1980’li yılların ikinci yarısında -Sovyetler Birliği’nin dağılma sürecine girdiği dönemde- Ermeniler’in, Gorbaçov’un “perestroika” (yeniden yapılanma) ve “glasnost” (açıklık) politikalarını da fırsat bilerek Dağlık Karabağ bölgesinde hak iddia etmeye başladığına vurgu yapan Mehmet Gökhan ÖZÇUBUKÇU, Gorbaçov’un ekonomi başdanışmanı Aganbekyan’ın 1987 yılının Kasım ayında “Dağlık Karabağ Ermenilerindir ve bu topraklar Ermenistan’a ilhak edilmelidir.” şeklindeki açıklamasının akabinde, bölgede yaşayan Ermenilerin Ermenistan’a bağlanma adına gösterilerde bulunmaya ve Azerilere yönelik şiddet eylemlerine başvurmaya başladığına dikkat çekti.
ÖZÇUBUKÇU, SSCB’nin dağılmasının ardından Ermenistan ve Azerbaycan’ın bağımsızlıklarını ilan ettiği 1991 yılında, Dağlık Karabağ’daki Ermenilerin Dağlık Karabağ Cumhuriyeti’ni ilan etmesiyle iki devlet arasındaki gerilimin savaşa dönüştüğünü ifade etti.
Savaş süresince Rusya’nın da desteğini alan Ermenistan’ın, Karabağ bölgesine Ermeni nüfusunu yerleştirme ve Azerileri bölgeden sürmeye yönelik bir politika izlediğinin altını çizen (UDİAD) Başkan Yardımcısı ve Uluslararası İlişkiler Uzmanı Mehmet Gökhan (UDİAD) Başkan Yardımcısı ve Uluslararası İlişkiler Uzmanı Mehmet Gökhan ÖZÇUBUKÇU, “Denizden denize Ermenistan” projesi ile Hazar’dan Karadeniz’e Büyük Ermenistan’ı kurma hayalinin, SSCB’nin dağılması akabinde Ermenistan’ın ilk Cumhurbaşkanı Levon Ter-Petrosyan tarafından gündeme getirildiğini hatırlattı.
Mehmet Gökhan ÖZÇUBUKÇU, şunları kaydetti:
“Ter-Petrosyan, bu projeyi hayata geçirme adına Ermenistan’da yaşayan Azeri Türklerinin sürgününe ve Azerbaycan Cumhuriyeti’ne bağlı özerk bölge durumundaki Dağlık Karabağ’ın fiilî işgaline imza atmıştır. 1991 yılında başlayan Karabağ Savaşı, Azerbaycan ve Ermenistan arasında 1994’te ilan edilen ateşkes ile sona ermiştir.
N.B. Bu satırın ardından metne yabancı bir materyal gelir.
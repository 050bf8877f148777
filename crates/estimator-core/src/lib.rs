//! Core estimation pipeline for the stamp estimation service.
//!
//! This module coordinates one estimation request end to end: generate a
//! synthetic execution environment, resolve the current stamp cost, run
//! the transaction through the execution engine under sandbox settings,
//! and shape the output into the transport-safe response structure.
//! Nothing in the pipeline ever commits state; every request runs against
//! a fresh driver handle whose write cache is discarded afterwards.

use estimator_execution::{ExecutionError, ExecutionInterface};
use estimator_storage::StateBackend;
use estimator_types::{Transaction, TxOutput};
use std::sync::Arc;
use thiserror::Error;

pub mod adapter;
pub mod environment;
pub mod format;
pub mod stamp_cost;

/// Errors that can occur during estimation.
#[derive(Debug, Error)]
pub enum EstimatorError {
	/// The execution engine faulted; no response is produced.
	#[error("Execution error: {0}")]
	Execution(#[from] ExecutionError),
	/// The response could not be serialized.
	#[error("Serialization error: {0}")]
	Serialization(String),
}

/// The estimation pipeline.
///
/// Owns the shared state backend and the execution engine; everything
/// else is created fresh per request.
pub struct Estimator {
	/// Shared backing store; each request gets its own driver handle.
	backend: Arc<dyn StateBackend>,
	/// The contract execution engine.
	engine: Arc<dyn ExecutionInterface>,
}

impl Estimator {
	/// Creates an estimator over the given backend and engine.
	pub fn new(backend: Arc<dyn StateBackend>, engine: Arc<dyn ExecutionInterface>) -> Self {
		Self { backend, engine }
	}

	/// Estimates one transaction.
	///
	/// Runs the full pipeline and returns the response payload. An error
	/// here is an engine or serialization fault; contract-level failures
	/// come back as a successful `TxOutput` with a non-zero status.
	pub async fn estimate(&self, transaction: Transaction) -> Result<TxOutput, EstimatorError> {
		let environment = environment::generate();
		let driver = self.backend.driver();
		let stamp_cost = stamp_cost::resolve(&*driver).await;
		tracing::debug!(
			contract = %transaction.payload.contract,
			function = %transaction.payload.function,
			stamp_cost,
			"Estimating transaction"
		);

		let output = adapter::run(
			&*self.engine,
			&*driver,
			&transaction,
			&environment,
			stamp_cost,
		)
		.await?;
		tracing::debug!(
			status = output.status_code,
			stamps_used = output.stamps_used,
			"Estimation complete"
		);

		Ok(format::format(transaction, output))
	}
}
Ancak Azerbaycan topraklarının beşte birini işgal eden Ermenistan, bu topraklardan çekilmemiştir. Hukuken Azerbaycan toprağı olan Dağlık Karabağ hâlen Ermenistan işgali altındadır. Savaş süresince 20.000 kişi ölmüş, 50.000 kişi yaralanmış, bir milyon kişi de yurtlarından göç etmek durumunda kalmıştır”.
Konferans sonrası, konuşmacı Uluslararası Diplomatik İlişkiler ve Akademik Araştırmalar Derneği (UDİAD) Başkan Yardımcısı ve Uluslararası İlişkiler Uzmanı Mehmet Gökhan ÖZÇUBUKÇU’ya,
Eskişehir Azerbaycanlılar Derneği’nce gerçekleştirilen, katılımın yoğun olduğu soykırımın uluslararası hukuk açısından değerlendirildiği ‘Hocalı Katliamı‘ konferansının sonunda toplu resim çektirildi.